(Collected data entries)
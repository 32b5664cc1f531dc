use thiserror::Error;

/// Result type alias for threadline-core.
pub type Result<T> = std::result::Result<T, Error>;

/// Core error types shared by the transcript coordinator and its collaborators.
#[derive(Debug, Error)]
pub enum Error {
    /// Reading a config or script file failed
    #[error("I/O error: {0}")]
    Io(#[from] std::io::Error),

    /// Invalid configuration or logging setup
    #[error("configuration error: {0}")]
    Config(String),

    /// Malformed JSON or an unknown enum name
    #[error("parse error: {0}")]
    Parse(String),

    /// Persistence collaborator rejected a request
    #[error("persistence error: {0}")]
    Persistence(String),

    /// Generation collaborator rejected a request
    #[error("generation error: {0}")]
    Generation(String),

    #[error("{0}")]
    Other(String),
}

impl From<serde_json::Error> for Error {
    fn from(err: serde_json::Error) -> Self {
        Error::Parse(err.to_string())
    }
}
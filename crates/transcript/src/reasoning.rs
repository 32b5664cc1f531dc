use std::collections::{HashMap, HashSet};
use threadline_core::{ConversationTurn, TurnId};

/// Identifies one reasoning segment by its turn's identifier and part position.
///
/// Keys use the turn id rather than the turn's position so a retry that
/// truncates and regenerates the tail cannot reattach state to a different
/// segment. Turns without a durable id fall back to a positional id.
#[derive(Debug, Clone, PartialEq, Eq, Hash, PartialOrd, Ord)]
pub struct ReasoningSectionKey {
    pub turn_id: TurnId,
    pub part_index: usize,
}

impl ReasoningSectionKey {
    /// Key for part `part_index` of turn `turn_id`.
    pub fn new(turn_id: impl Into<TurnId>, part_index: usize) -> Self {
        Self { turn_id: turn_id.into(), part_index }
    }

    /// Key for part `part_index` of `turn`, which sits at `turn_index` in the sequence.
    pub fn for_turn(turn: &ConversationTurn, turn_index: usize, part_index: usize) -> Self {
        let turn_id = match turn.durable_id() {
            Some(id) => id.clone(),
            None => TurnId::new(format!("#{}", turn_index)),
        };
        Self { turn_id, part_index }
    }
}

/// Expand/fullscreen state of one reasoning segment.
#[derive(Debug, Clone, Copy, PartialEq, Eq, Default)]
pub struct ReasoningUiState {
    pub expanded: bool,
    pub fullscreen: bool,
}

/// Expand/fullscreen state for every reasoning segment the user has touched.
///
/// Entries are created lazily on first toggle; reads of untouched segments
/// return the collapsed default. Nothing is evicted automatically, callers
/// evict turns they remove.
#[derive(Debug, Clone, Default)]
pub struct ReasoningVisibilityStore {
    sections: HashMap<ReasoningSectionKey, ReasoningUiState>,
}

impl ReasoningVisibilityStore {
    pub fn new() -> Self {
        Self::default()
    }

    /// Current state, or the collapsed default.
    pub fn get(&self, key: &ReasoningSectionKey) -> ReasoningUiState {
        self.sections.get(key).copied().unwrap_or_default()
    }

    /// Flip `expanded` and return the new state.
    pub fn toggle_expanded(&mut self, key: ReasoningSectionKey) -> ReasoningUiState {
        let state = self.sections.entry(key).or_default();
        state.expanded = !state.expanded;
        *state
    }

    /// Flip `fullscreen` and return the new state.
    pub fn toggle_fullscreen(&mut self, key: ReasoningSectionKey) -> ReasoningUiState {
        let state = self.sections.entry(key).or_default();
        state.fullscreen = !state.fullscreen;
        *state
    }

    /// Drop every entry belonging to `turn_id`. Returns the number removed.
    pub fn evict_turn(&mut self, turn_id: &TurnId) -> usize {
        let before = self.sections.len();
        self.sections.retain(|key, _| &key.turn_id != turn_id);
        before - self.sections.len()
    }

    /// Keep only entries whose turn is still in `turns`. Returns the number removed.
    pub fn retain_turns(&mut self, turns: &[ConversationTurn]) -> usize {
        let live: HashSet<TurnId> = turns
            .iter()
            .enumerate()
            .map(|(index, turn)| ReasoningSectionKey::for_turn(turn, index, 0).turn_id)
            .collect();
        let before = self.sections.len();
        self.sections.retain(|key, _| live.contains(&key.turn_id));
        before - self.sections.len()
    }

    /// Forget every section, e.g. when the view closes.
    pub fn clear(&mut self) {
        self.sections.clear();
    }

    /// Number of sections with stored state.
    pub fn len(&self) -> usize {
        self.sections.len()
    }

    pub fn is_empty(&self) -> bool {
        self.sections.is_empty()
    }
}

#[cfg(test)]
mod tests {
    use super::*;
    use threadline_core::Part;

    #[test]
    fn test_get_defaults_to_collapsed() {
        let store = ReasoningVisibilityStore::new();
        let state = store.get(&ReasoningSectionKey::new("a1", 0));
        assert_eq!(state, ReasoningUiState { expanded: false, fullscreen: false });
        assert!(store.is_empty());
    }

    #[test]
    fn test_toggle_expanded() {
        let mut store = ReasoningVisibilityStore::new();
        let key = ReasoningSectionKey::new("a1", 0);

        assert!(store.toggle_expanded(key.clone()).expanded);
        assert!(store.get(&key).expanded);
        assert!(!store.toggle_expanded(key.clone()).expanded);
        assert!(!store.get(&key).expanded);
        assert_eq!(store.len(), 1);
    }

    #[test]
    fn test_toggle_fullscreen_is_independent() {
        let mut store = ReasoningVisibilityStore::new();
        let key = ReasoningSectionKey::new("a1", 2);

        store.toggle_fullscreen(key.clone());
        assert_eq!(store.get(&key), ReasoningUiState { expanded: false, fullscreen: true });

        store.toggle_expanded(key.clone());
        assert_eq!(store.get(&key), ReasoningUiState { expanded: true, fullscreen: true });
    }

    #[test]
    fn test_keys_are_per_segment() {
        let mut store = ReasoningVisibilityStore::new();
        store.toggle_expanded(ReasoningSectionKey::new("a1", 0));

        assert!(!store.get(&ReasoningSectionKey::new("a1", 1)).expanded);
        assert!(!store.get(&ReasoningSectionKey::new("a2", 0)).expanded);
    }

    #[test]
    fn test_for_turn_uses_durable_id() {
        let turn = ConversationTurn::assistant("msg-9", vec![Part::reasoning("x")]);
        assert_eq!(ReasoningSectionKey::for_turn(&turn, 4, 0), ReasoningSectionKey::new("msg-9", 0));

        let local = ConversationTurn::assistant("", vec![Part::reasoning("x")]);
        assert_eq!(ReasoningSectionKey::for_turn(&local, 4, 0), ReasoningSectionKey::new("#4", 0));
    }

    #[test]
    fn test_evict_turn() {
        let mut store = ReasoningVisibilityStore::new();
        store.toggle_expanded(ReasoningSectionKey::new("a1", 0));
        store.toggle_expanded(ReasoningSectionKey::new("a1", 3));
        store.toggle_expanded(ReasoningSectionKey::new("a2", 0));

        assert_eq!(store.evict_turn(&TurnId::new("a1")), 2);
        assert_eq!(store.len(), 1);
        assert!(store.get(&ReasoningSectionKey::new("a2", 0)).expanded);
    }

    #[test]
    fn test_regenerated_turn_does_not_inherit_state() {
        let mut store = ReasoningVisibilityStore::new();
        let old = ConversationTurn::assistant("a-old", vec![Part::reasoning("x")]);
        store.toggle_expanded(ReasoningSectionKey::for_turn(&old, 1, 0));

        let regenerated = ConversationTurn::assistant("a-new", vec![Part::reasoning("y")]);
        assert!(!store.get(&ReasoningSectionKey::for_turn(&regenerated, 1, 0)).expanded);
    }

    #[test]
    fn test_retain_turns() {
        let mut store = ReasoningVisibilityStore::new();
        store.toggle_expanded(ReasoningSectionKey::new("a1", 0));
        store.toggle_expanded(ReasoningSectionKey::new("a2", 0));

        let turns = vec![ConversationTurn::user("u1", "hi"), ConversationTurn::assistant("a1", vec![])];
        assert_eq!(store.retain_turns(&turns), 1);
        assert!(store.get(&ReasoningSectionKey::new("a1", 0)).expanded);

        store.clear();
        assert!(store.is_empty());
    }
}
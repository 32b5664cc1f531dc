pub mod classifier;
pub mod mock;
pub mod policy;
pub mod reasoning;
pub mod retry;
pub mod scroll;
pub mod transcript;

pub use classifier::{
    active_reasoning_indices, any_reasoning_active, has_tool_invocation, has_visible_text, is_reasoning_active,
    is_skeleton,
};
pub use mock::{InMemoryPersistence, InMemorySession, RecordingGeneration};
pub use policy::{TranscriptPolicy, TurnRenderPolicy, last_user_index, visible_turns};
pub use reasoning::{ReasoningSectionKey, ReasoningUiState, ReasoningVisibilityStore};
pub use retry::{
    DeletionOutcome, Generation, Persistence, RetryContext, RetryFailure, RetryOrchestrator, RetryReport, RetryState,
    SessionView, SkipReason,
};
pub use scroll::{ScrollAction, ScrollBehavior, ScrollCoordinator, ScrollDriver, ScrollEvent, ScrollTarget};
pub use transcript::{ReasoningToggle, StreamingTranscript};

pub use threadline_core::{Error, Result};
//! `kinebridge-server` – HTTP + WebSocket front end.
//!
//! Serves the browser client:
//!
//! 1. **Relays** the rosbridge bus over two WebSocket endpoints:
//!    - `/ws/bridge/` – sensor stream, optionally unit-converted.
//!    - `/ws/flexbelogs/` – behaviour logs wrapped as `{"log": …}`.
//!
//!    Every connection gets its own [`RelaySession`] and bus connection.
//!
//! 2. **Manages** the project / subject / session / datafile tree under
//!    `/api/projects/…`.
//!
//! 3. **Reads** motion-capture files (`/get_filenames/`, `/get_file_data/…`).
//!
//! 4. **Forwards** one-shot commands to the bus (`/publish/`,
//!    `/set_name_and_path/`).
//!
//! # Usage
//!
//! ```rust,no_run
//! use kinebridge_server::{AppState, KineServer, RelayConfig};
//!
//! #[tokio::main]
//! async fn main() {
//!     let state = AppState::new(RelayConfig::default(), "./data/Projects", "./data/tmp0")
//!         .expect("project store");
//!     KineServer::new(state)
//!         .run(async { let _ = tokio::signal::ctrl_c().await; })
//!         .await
//!         .expect("server failed");
//! }
//! ```
//!
//! [`RelaySession`]: kinebridge_middleware::RelaySession

pub mod api;
pub mod server;
pub mod state;
pub mod ws;

pub use server::{DEFAULT_PORT, KineServer, ServerError};
pub use state::{AppState, RelayConfig};
//! `kinebridge-middleware` – the rosbridge relay core.
//!
//! Moves JSON between the browser-facing sockets and the rosbridge bus
//! without caring what the messages mean, apart from a couple of unit
//! conversions.
//!
//! # Modules
//!
//! - [`bridge`] – [`BridgeConnection`], one outbound WebSocket to the bus.
//! - [`transform`] – pure radians→degrees and timestamp formatting helpers.
//! - [`relay`] – [`RelaySession`], the per-client "subscribe once, forward
//!   forever" state machine, in bridge and log flavours.
//! - [`command`] – [`CommandPublisher`], one-shot publish / service calls.

pub mod bridge;
pub mod command;
pub mod relay;
pub mod transform;

pub use bridge::{BridgeConnection, BusFrame};
pub use command::CommandPublisher;
pub use relay::{RelayExit, RelayKind, RelaySession, RelayState, Upstream};
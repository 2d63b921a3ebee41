//! Tracing subscriber setup with an optional OTLP span exporter.
//!
//! | Variable | Effect |
//! |---|---|
//! | `OTEL_EXPORTER_OTLP_ENDPOINT` | Collector base URL (e.g. `http://localhost:4318`); enables OTLP/HTTP export. |
//! | `RUST_LOG` | Log filter (default `"info"`). |
//! | `KINEBRIDGE_LOG_FORMAT=json` | Newline-delimited JSON logs. |

use opentelemetry::trace::TracerProvider as _;
use opentelemetry_otlp::WithExportConfig;
use opentelemetry_sdk::{Resource, trace::SdkTracerProvider};
use tracing_subscriber::{EnvFilter, Layer, layer::SubscriberExt, util::SubscriberInitExt};

/// Install the global subscriber.  Hold the returned guard until exit so
/// pending spans are flushed.
pub fn init_tracing(service_name: &str) -> TracerProviderGuard {
    let env_filter = EnvFilter::try_from_default_env().unwrap_or_else(|_| EnvFilter::new("info"));
    let use_json = std::env::var("KINEBRIDGE_LOG_FORMAT").as_deref() == Ok("json");

    let fmt_layer = if use_json {
        tracing_subscriber::fmt::layer().json().boxed()
    } else {
        tracing_subscriber::fmt::layer().compact().boxed()
    };

    let provider = build_provider(service_name);
    let otel_layer = provider
        .as_ref()
        .map(|p| tracing_opentelemetry::layer().with_tracer(p.tracer("kinebridge")));

    tracing_subscriber::registry()
        .with(env_filter)
        .with(otel_layer)
        .with(fmt_layer)
        .init();

    TracerProviderGuard(provider)
}

/// Shuts the OTel provider down on drop.
pub struct TracerProviderGuard(Option<SdkTracerProvider>);

impl Drop for TracerProviderGuard {
    fn drop(&mut self) {
        if let Some(provider) = self.0.take()
            && let Err(e) = provider.shutdown()
        {
            eprintln!("[kinebridge] OpenTelemetry provider shutdown error: {e}");
        }
    }
}

/// `None` when `OTEL_EXPORTER_OTLP_ENDPOINT` is unset or the exporter
/// cannot be built.
fn build_provider(service_name: &str) -> Option<SdkTracerProvider> {
    let endpoint = std::env::var("OTEL_EXPORTER_OTLP_ENDPOINT").ok()?;

    let exporter = opentelemetry_otlp::SpanExporter::builder()
        .with_http()
        .with_endpoint(endpoint)
        .build()
        .map_err(|e| eprintln!("[kinebridge] OTLP exporter init failed: {e}"))
        .ok()?;

    let resource = Resource::builder()
        .with_service_name(service_name.to_string())
        .build();

    // Simple exporter: no runtime exists yet when this runs.
    Some(
        SdkTracerProvider::builder()
            .with_resource(resource)
            .with_simple_exporter(exporter)
            .build(),
    )
}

> Exercise details
Find every line in the records above that contains the word "RelaySession", and copy each one.

> Result of this task
//!    Every connection gets its own [`RelaySession`] and bus connection.
//! [`RelaySession`]: kinebridge_middleware::RelaySession
//! - [`relay`] – [`RelaySession`], the per-client "subscribe once, forward
pub use relay::{RelayExit, RelayKind, RelaySession, RelayState, Upstream};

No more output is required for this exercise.